Scott's Food & Pharmacy
- Company type: Subsidiary of The Kroger Co.
- Industry: Retail
- Founded: 1954
- Defunct: 2016
- Fate: Closed or rebranded under the Kroger banner
- Products: Bakery, dairy, deli, frozen foods, grocery, meat, pharmacy, produce, seafood, snacks, liquor
- Parent: Kroger

= Scott's Food & Pharmacy =

Grocery chain based in Fort Wayne, Indiana, US (1954–2016)

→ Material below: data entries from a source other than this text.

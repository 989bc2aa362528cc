//! Time units for humanized formatting — identity, size, and overflow ceiling.
//!
//! Purpose
//! -------
//! Define the [`TimeUnit`] value record and the [`UnitName`] identity enum
//! used throughout decomposition and formatting, plus the default unit set
//! seeded into every new engine.
//!
//! Key behaviors
//! -------------
//! - Represent a unit as a plain data record: size in milliseconds, an
//!   overflow ceiling, and an optional explicit template override.
//! - Validate sizes and ceilings at construction time via typed errors
//!   (`FormatError`) instead of panicking at call sites.
//! - Provide the built-in calendar-approximation constants (average Gregorian
//!   month, 12-month year, and so on) and [`default_units`].
//!
//! Invariants & assumptions
//! ------------------------
//! - `millis_per_unit > 0` for every constructed unit.
//! - `max_quantity >= 0`; the value 0 means "no explicit ceiling" and is
//!   resolved against the next coarser unit by the table (see
//!   `core::table`).
//! - The built-in constants are deliberate approximations; the crate
//!   optimizes for human phrasing, not calendar exactness.
//!
//! Conventions
//! -----------
//! - A unit with `template: None` is a "default-templated unit" whose phrases
//!   come from locale resolution by `name`; a unit with `template: Some(..)`
//!   is a "fully custom unit" and never consults the resolver.
//! - Default units are listed finest first; the table preserves registration
//!   order and never re-sorts.

use crate::{
    errors::{FormatError, FormatResult},
    locale::templates::LocaleTemplate,
};

// ---- Built-in unit sizes (milliseconds) -----------------------------------

/// One second.
pub const MILLIS_PER_SECOND: i64 = 1_000;
/// One minute.
pub const MILLIS_PER_MINUTE: i64 = 60 * MILLIS_PER_SECOND;
/// One hour.
pub const MILLIS_PER_HOUR: i64 = 60 * MILLIS_PER_MINUTE;
/// One day.
pub const MILLIS_PER_DAY: i64 = 24 * MILLIS_PER_HOUR;
/// One week.
pub const MILLIS_PER_WEEK: i64 = 7 * MILLIS_PER_DAY;
/// Average Gregorian month.
pub const MILLIS_PER_MONTH: i64 = 2_629_743_830;
/// Twelve average months.
pub const MILLIS_PER_YEAR: i64 = 12 * MILLIS_PER_MONTH;
/// Ten years.
pub const MILLIS_PER_DECADE: i64 = 10 * MILLIS_PER_YEAR;
/// Ten decades.
pub const MILLIS_PER_CENTURY: i64 = 10 * MILLIS_PER_DECADE;

/// Ceiling of the moment unit: deltas within five minutes phrase as
/// "moments" rather than seconds or minutes.
pub const MOMENT_MAX_QUANTITY: i64 = 5 * MILLIS_PER_MINUTE;

/// Identity of a time unit, used as the locale-resolution key.
///
/// Built-in variants cover the default table; caller-registered units use
/// [`UnitName::Custom`] and are expected to carry an explicit template,
/// since no built-in locale ships resources for them.
#[derive(Debug, Clone, PartialEq, Eq, Hash)]
pub enum UnitName {
    /// Degenerate "right now" unit (1 ms per unit, five-minute ceiling).
    Moment,
    /// Seconds.
    Second,
    /// Minutes.
    Minute,
    /// Hours.
    Hour,
    /// Days.
    Day,
    /// Weeks.
    Week,
    /// Average Gregorian months.
    Month,
    /// Twelve-month years.
    Year,
    /// Ten-year decades.
    Decade,
    /// Ten-decade centuries.
    Century,
    /// Caller-defined unit, labeled for error messages and debugging.
    Custom(String),
}

impl UnitName {
    /// Stable lowercase label (the custom label for [`UnitName::Custom`]).
    pub fn label(&self) -> &str {
        match self {
            UnitName::Moment => "moment",
            UnitName::Second => "second",
            UnitName::Minute => "minute",
            UnitName::Hour => "hour",
            UnitName::Day => "day",
            UnitName::Week => "week",
            UnitName::Month => "month",
            UnitName::Year => "year",
            UnitName::Decade => "decade",
            UnitName::Century => "century",
            UnitName::Custom(label) => label,
        }
    }
}

impl std::fmt::Display for UnitName {
    fn fmt(&self, f: &mut std::fmt::Formatter<'_>) -> std::fmt::Result {
        f.write_str(self.label())
    }
}

/// TimeUnit — one entry of the unit table.
///
/// Purpose
/// -------
/// Carry everything the decomposer and formatter need to know about one
/// granularity: its identity, its size in milliseconds, the ceiling at which
/// remaining quantity overflows to the next coarser unit, and an optional
/// explicit phrase template.
///
/// Fields
/// ------
/// - `name`: [`UnitName`]
///   Identity; the locale resolver keys on it when `template` is `None`.
/// - `millis_per_unit`: `i64`
///   Size of one unit in milliseconds; strictly positive.
/// - `max_quantity`: `i64`
///   Effective-range ceiling. When the absolute remaining quantity in this
///   unit reaches or exceeds it, the remainder overflows to the next coarser
///   unit. 0 means "inferred from the next unit's size"; for the coarsest
///   unit, 0 means unbounded.
/// - `template`: `Option<LocaleTemplate>`
///   Explicit override; when present, locale resolution is skipped entirely
///   for this unit.
///
/// Invariants
/// ----------
/// - `millis_per_unit > 0` and `max_quantity >= 0`, enforced by
///   [`TimeUnit::new`]. Fields are public for ergonomic pattern access;
///   callers mutating them directly take over responsibility for these
///   invariants, as with the validated records elsewhere in this crate.
#[derive(Debug, Clone, PartialEq)]
pub struct TimeUnit {
    /// Identity and locale-resolution key.
    pub name: UnitName,
    /// Size of one unit in milliseconds (strictly positive).
    pub millis_per_unit: i64,
    /// Overflow ceiling (non-negative; 0 means inferred / unbounded).
    pub max_quantity: i64,
    /// Explicit phrase template; `None` defers to locale resolution.
    pub template: Option<LocaleTemplate>,
}

impl TimeUnit {
    /// Construct a validated, default-templated unit.
    ///
    /// Returns
    /// -------
    /// FormatResult<TimeUnit>
    ///   - `Ok(TimeUnit)` when `millis_per_unit > 0` and `max_quantity >= 0`.
    ///   - `Err(FormatError::NonPositiveMillisPerUnit)` for a zero or
    ///     negative size.
    ///   - `Err(FormatError::NegativeMaxQuantity)` for a negative ceiling.
    ///
    /// Notes
    /// -----
    /// - The returned unit carries no explicit template; attach one via
    ///   the engine's `register_unit`, which stores the template on the unit
    ///   before appending it to the table.
    pub fn new(name: UnitName, millis_per_unit: i64, max_quantity: i64) -> FormatResult<Self> {
        if millis_per_unit <= 0 {
            return Err(FormatError::NonPositiveMillisPerUnit { value: millis_per_unit });
        }

        if max_quantity < 0 {
            return Err(FormatError::NegativeMaxQuantity { value: max_quantity });
        }

        Ok(TimeUnit { name, millis_per_unit, max_quantity, template: None })
    }
}

/// The default unit set, finest first: moment, second, minute, hour, day,
/// week, month, year, decade, century.
///
/// The moment unit is 1 ms per unit with an explicit five-minute ceiling, so
/// sub-five-minute deltas phrase as "moments"; every other ceiling is 0 and
/// is inferred from the next coarser unit by the table.
pub(crate) fn default_units() -> Vec<TimeUnit> {
    let defaults: [(UnitName, i64, i64); 10] = [
        (UnitName::Moment, 1, MOMENT_MAX_QUANTITY),
        (UnitName::Second, MILLIS_PER_SECOND, 0),
        (UnitName::Minute, MILLIS_PER_MINUTE, 0),
        (UnitName::Hour, MILLIS_PER_HOUR, 0),
        (UnitName::Day, MILLIS_PER_DAY, 0),
        (UnitName::Week, MILLIS_PER_WEEK, 0),
        (UnitName::Month, MILLIS_PER_MONTH, 0),
        (UnitName::Year, MILLIS_PER_YEAR, 0),
        (UnitName::Decade, MILLIS_PER_DECADE, 0),
        (UnitName::Century, MILLIS_PER_CENTURY, 0),
    ];

    defaults.into_iter()
        .map(|(name, millis_per_unit, max_quantity)| TimeUnit {
            name,
            millis_per_unit,
            max_quantity,
            template: None,
        })
        .collect()
}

Scott's Food & Pharmacy was a supermarket chain in the Fort Wayne, Indiana, market. The company was once a wholly owned subsidiary of SuperValu, but was acquired by The Kroger Co. in 2007. At the time of its purchase by Kroger, the chain had 18 locations. By late 2014, that number had dwindled to one location as a result of stores being closed or rebranded under the Kroger banner. However, the company shut down in 2016, due to the final store rebranding to Kroger.

==History==
Donald G. Scott opened his first store in 1954. In 1963, Scott met William Reitz and the two merged their companies in 1979. In 1991, Scott's was acquired by SuperValu, Inc., who later renamed it Scott's Food & Pharmacy. It soon grew with a few more stores under SuperValu. Scott's was sold to The Kroger Company in 2007 for $33 million (~$ in ). In July 2007, Kroger announced that they would be closing five stores in Indiana. Donald Scott died in 2008. Kroger operated Scott's under the Central division, which included Owen's Market and Pay Less Food Markets. The final Scott's store located in Fort Wayne, rebranded to Kroger in 2016.